Luther made much of the blessing of not being heard immediately, that it is good to wait because our Lord delays in giving us what we pray for for our own good. And this account speaks much to those whose prayers seemingly go unanswered. But Luther says something else that got me thinking:
"We see here why the Lord presented himself so unyielding and refused to hear her, not because he wanted to present an unfriendly image as not wanting to help her, but rather that her faith might be so evident, that the Jews who were the children and heirs of the kingdom might learn from the Gentile, who was not among the children and had no inheritance, how they were to believe in Christ and place all confidence in him" (Complete Sermons of Martin Luther, vol. 5, 325).
Those who must endure the suffering that comes from unanswered prayer is not the only people this account addresses. It addresses those who presume upon God's grace thinking it their right and not His gift, those who rest secure in having once, at one time received God's gifts but do not receive God's gifts, those who think that birth or bloodline or membership rolls are sufficient. What does this account say to the one who thinks he's safe? Had the Jews forgotten how our Lord dealt with Joshua and Caleb?
I bring this up because perhaps this account should have been the OT reading for this Sunday. Joshua (the savior) and Caleb (the dog, for that is what his name means in Hebrew) were the only two of the Twelve spies who believed the Lord's promise and wanted to move forward to take and inhabit the Promised Land (Numbers 13-14). Joshua the Jew and Caleb the Gentile dog from Edom, only they trusted the promise. And the Lord promised a a portion of the Promised Land to Caleb the dog man, who represented the tribe of Judah. And when it came time to give out the allotment, Caleb chose Hebron, the hill country. And the dog kept the Lord's people safe from invasion by driving out the Anakites (Joshua 14:6-15, 15:13-19). The dogs already received the inheritance because of their trust in the the promise and the blood of the one who promises not because of their own blood.

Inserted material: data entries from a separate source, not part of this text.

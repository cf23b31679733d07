use super::drain;

use snafu::Snafu;

pub type Result<T> = std::result::Result<T, Error>;

/// Renders an optional process exit code, which is absent when the process was killed by a signal.
fn exit_code(code: &Option<i32>) -> String {
    code.map(|code| code.to_string())
        .unwrap_or_else(|| "none (terminated by signal)".to_string())
}

#[derive(Debug, Snafu)]
#[snafu(visibility(pub))]
pub enum Error {
    #[snafu(display(
        "Unable to run '{} {}' for node '{}': '{}'",
        program,
        args.join(" "),
        node_name,
        source
    ))]
    KubectlCommand {
        program: String,
        args: Vec<String>,
        node_name: String,
        source: std::io::Error,
    },

    #[snafu(display("Unable to read output of kubectl for node '{}': '{}'", node_name, source))]
    KubectlOutput {
        node_name: String,
        source: std::io::Error,
    },

    #[snafu(display("kubectl was started for node '{}' without a {} pipe", node_name, stream))]
    KubectlPipe { node_name: String, stream: String },

    #[snafu(display(
        "Unable to list Pods on node '{}': kubectl exited with code {}: '{}'",
        node_name,
        exit_code(code),
        stderr
    ))]
    ListExit {
        node_name: String,
        code: Option<i32>,
        stderr: String,
    },

    #[snafu(display("Unable to parse Pods listed for node '{}': '{}'", node_name, source))]
    ListParse {
        node_name: String,
        source: serde_json::Error,
    },

    #[snafu(display("Unable to list Pods on node '{}': '{}'", node_name, source))]
    ListPods {
        node_name: String,
        source: kube::Error,
    },

    #[snafu(display(
        "Unable to drain node '{}': kubectl exited with code {}: '{}'",
        node_name,
        exit_code(code),
        stderr
    ))]
    DrainExit {
        node_name: String,
        code: Option<i32>,
        stderr: String,
    },

    #[snafu(display("Unable to cordon node '{}': '{}'", node_name, source))]
    CordonNode {
        node_name: String,
        source: kube::Error,
    },

    #[snafu(display("Unable to drain node '{}': '{}'", node_name, source))]
    DrainPods {
        node_name: String,
        source: drain::error::DrainError,
    },
}
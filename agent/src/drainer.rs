//! Drains the node once a reclamation notice has been observed.
//!
//! A drain happens in two phases. The report phase lists the Pods placed on the node and logs what is about to be
//! evicted; it is best-effort and its failure never prevents the evict phase. The evict phase performs a single
//! cordon-and-drain of the node through the [`ClusterClient`].
use models::node::{ClusterClient, DrainOptions, WorkloadRef};

use std::collections::BTreeSet;
use tracing::{event, instrument, Level};

/// The outcome of a drain attempt.
#[derive(Clone, Debug, PartialEq, Eq)]
pub enum DrainResult {
    Success,
    Failure(String),
}

/// A point-in-time view of the Pods on the node, for reporting only.
#[derive(Clone, Debug, Default, PartialEq, Eq)]
pub struct AffectedWorkloads {
    /// Sorted `namespace/name` of every Pod.
    pods: Vec<String>,
    /// Sorted, de-duplicated namespaces of those Pods.
    namespaces: Vec<String>,
}

impl AffectedWorkloads {
    pub fn from_workloads(workloads: &[WorkloadRef]) -> Self {
        let mut pods: Vec<String> = workloads.iter().map(WorkloadRef::to_string).collect();
        pods.sort();

        let namespaces: BTreeSet<&str> = workloads
            .iter()
            .map(|workload| workload.namespace.as_str())
            .collect();

        AffectedWorkloads {
            pods,
            namespaces: namespaces.into_iter().map(str::to_string).collect(),
        }
    }

    pub fn is_empty(&self) -> bool {
        self.pods.is_empty()
    }

    pub fn pods(&self) -> &[String] {
        &self.pods
    }

    pub fn namespaces(&self) -> &[String] {
        &self.namespaces
    }

    /// The Pods as a single space-separated line.
    pub fn pods_line(&self) -> String {
        self.pods.join(" ")
    }

    /// The namespaces as a single space-separated line.
    pub fn namespaces_line(&self) -> String {
        self.namespaces.join(" ")
    }
}

pub struct DrainOrchestrator<C: ClusterClient> {
    cluster_client: C,
    node_name: String,
    options: DrainOptions,
}

impl<C: ClusterClient> DrainOrchestrator<C> {
    pub fn new(cluster_client: C, node_name: String, options: DrainOptions) -> Self {
        DrainOrchestrator {
            cluster_client,
            node_name,
            options,
        }
    }

    pub fn node_name(&self) -> &str {
        &self.node_name
    }

    /// Lists and logs the Pods that are about to be evicted. Returns `None` if the Pods could not be listed.
    #[instrument(skip(self), fields(node = %self.node_name))]
    pub async fn report(&self) -> Option<AffectedWorkloads> {
        let workloads = match self.cluster_client.list_workloads(&self.node_name).await {
            Ok(workloads) => workloads,
            Err(e) => {
                event!(Level::ERROR, "Unable to fetch pod details: '{}'", e);
                return None;
            }
        };

        let affected = AffectedWorkloads::from_workloads(&workloads);
        if affected.is_empty() {
            event!(Level::INFO, "No pods found on the node {}", self.node_name);
        } else {
            event!(
                Level::INFO,
                "The following pods on the node {} will be evicted: {}",
                self.node_name,
                affected.pods_line()
            );
            event!(
                Level::INFO,
                "Draining node {}, affected namespaces: {}",
                self.node_name,
                affected.namespaces_line()
            );
        }
        Some(affected)
    }

    /// Reports the affected Pods, then drains the node exactly once.
    #[instrument(skip(self), fields(node = %self.node_name))]
    pub async fn drain(&self) -> DrainResult {
        event!(Level::INFO, "Draining node: {}", self.node_name);
        self.report().await;

        match self
            .cluster_client
            .drain_node(&self.node_name, &self.options)
            .await
        {
            Ok(()) => {
                event!(Level::INFO, "Node drain successful");
                DrainResult::Success
            }
            Err(e) => {
                event!(Level::ERROR, "Node drain failed: '{}'", e);
                DrainResult::Failure(e.to_string())
            }
        }
    }
}
use crate::config::ConfigError;
use crate::notice::notice_error;
use models::telemetry::LoggingError;
use snafu::Snafu;

/// The crate-wide result type.
pub type Result<T> = std::result::Result<T, Error>;

/// The crate-wide error type.
#[derive(Debug, Snafu)]
#[snafu(visibility(pub))]
pub enum Error {
    // The assertion type lets us return a Result in cases where we would otherwise use `unwrap()` on results that
    // we know cannot be Err. This lets us bubble up to our error handler which writes to the termination log.
    #[snafu(display("Agent failed due to internal assertion issue: '{}'", message))]
    Assertion { message: String },

    #[snafu(display("Unable to create client: '{}'", source))]
    ClientCreate { source: kube::Error },

    #[snafu(display("Invalid agent configuration: '{}'", source))]
    Config { source: ConfigError },

    #[snafu(display("Unable to drain node '{}': '{}'", node_name, cause))]
    DrainFailed { node_name: String, cause: String },

    #[snafu(display("Unable to create termination notice source: '{}'", source))]
    NoticeSourceCreate { source: notice_error::Error },

    #[snafu(display("Error configuring logging: '{}'", source))]
    TelemetryInit { source: LoggingError },
}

Perhaps the Canaanite woman knew of this, but perhaps not. Regardless, the Jews did, but then again, perhaps they didn't because our Lord said "you know neither the Scriptures nor the power of God" (Matt 22:29). They should have known that it was not blood but trust, it was not for their name's sake that they'd be saved, but His. That the Canaanite woman is given not just crumbs but a seat at the table, as Luther says, that Caleb gets his own portion of the land, is a rebuke for the faithlessness of those who were considered children.